There are still some 40 000 people in custody in the US for cannabis offenses. As the New York Times reports, the anti-slavery initiative on the ballot in Alabama, Louisiana, Oregon, Tennessee and Vermont, would allow these people – disproportionately people of color – to challenge the practice of being forced into labor for little or no pay. Here’s the Times describing their prison working conditions:
Mr. Davis, who was imprisoned in Louisiana . . . said that he and other prisoners spent long, hot days doing farm work, sometimes without enough access to water. He said he grew so frustrated with being forced to do the job for 2 cents an hour that he intentionally dropped a 25-pound dumbbell on his foot so that he would not have to work. Instead, he said, he was sent to solitary confinement as punishment.
The Times also tells us, citing an ACLU report, that the slavery/involuntary servitude exception remains in force because of its economic incentive:
[P]risoners produced more than $2 billion in goods annually and provided more than $9 billion worth of services while being paid an average of 13 to 52 cents per hour.
According to the Yale law school professor who wrote the report, this exploitation operates on a massive scale: “This is an entire industry of workers that are really maintaining part of our government, part of our state.”
In other words, the ballot initiatives to legalize cannabis would do more than simply permit people to use cannabis; if passed, they’d also prevent people from being exposed to one of the remnants of America’s Original Sin. As Sharon Dolovich, who runs the Prison Law and Policy Program at the UCLA Law School, told the Times:
The 13th Amendment, as it’s currently written, and the state’s analogues to the amendment, form a backdrop that infuses the legal regime governing incarcerated people. It forms the moral atmosphere around which we treat incarcerated workers.
POST-ELECTION UPDATE:
The measures legalizing cannabis passed in Maryland and Missouri though not in Arkansas and the Dakotas. But with two more states on board it brings the number of fully legal states to 21, plus the District of Columbia, which represents almost half (48%) of the American public (a further 18 states – 39 in total – have previously legalized medical cannabis).
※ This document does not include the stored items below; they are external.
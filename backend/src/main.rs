use std::sync::Arc;

use anyhow::Context;
use tokio::net::TcpListener;

use stock_forecast::app;
use stock_forecast::config::AppConfig;
use stock_forecast::external::price_provider::PriceProvider;
use stock_forecast::external::yahoo::YahooProvider;
use stock_forecast::logging::{init_logging, LoggingConfig};
use stock_forecast::services::advice_service::{AdviceProvider, OpenRouterAdvisor};
use stock_forecast::services::forecasting_service::ForecastService;
use stock_forecast::services::lstm_regressor::LstmRegressor;
use stock_forecast::services::regressor::{InferenceGate, SequenceRegressor};
use stock_forecast::services::symbol_resolver::SymbolResolver;
use stock_forecast::state::AppState;

#[tokio::main]
async fn main() -> anyhow::Result<()> {
    dotenvy::dotenv().ok();

    init_logging(LoggingConfig::from_env()).context("failed to initialize logging")?;

    let config = AppConfig::from_env()?;

    // The model is loaded once and shared read-only by every request
    let model = LstmRegressor::from_path(&config.model_path)
        .with_context(|| format!("failed to load model from {}", config.model_path.display()))?;
    if model.window() != config.forecast.window {
        anyhow::bail!(
            "model expects a window of {} but FORECAST_WINDOW is {}",
            model.window(),
            config.forecast.window
        );
    }
    let regressor: Arc<dyn SequenceRegressor> = if config.serialize_inference {
        tracing::info!("🔒 Serializing model inference behind a mutex");
        Arc::new(InferenceGate::new(model))
    } else {
        Arc::new(model)
    };
    tracing::info!("✅ Model loaded successfully");

    let symbols = SymbolResolver::load(config.symbols_path.as_deref())?;

    let advisor: Option<Arc<dyn AdviceProvider>> = match config.advice.clone() {
        Some(advice_config) => Some(Arc::new(OpenRouterAdvisor::new(advice_config)?)),
        None => {
            tracing::warn!("OPENROUTER_API_KEY not set, /ai-advice will report an error");
            None
        }
    };

    let provider: Arc<dyn PriceProvider> = Arc::new(YahooProvider::new());

    let state = AppState {
        forecaster: ForecastService::new(provider, regressor, config.forecast.clone()),
        symbols: Arc::new(symbols),
        advisor,
    };
    let app = app::create_app(state);

    let listener = TcpListener::bind(config.bind_addr).await?;
    tracing::info!("🚀 Stock forecast backend running at http://{}/", config.bind_addr);
    axum::serve(listener, app).await?;

    Ok(())
}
The measures prohibiting slavery and involuntary servitude as punishment for crime passed in Alabama, Tennessee, Vermont and Oregon, but not in Louisiana – the state with the high incarceration rate and one of the few that still permit hard labor.
These four states now join Utah, Colorado, Nebraska (all since 2018) and Rhode Island (1842) as the only ones that ban the forced exploitation of custodial labor as punishment for crime – just 42 more to go.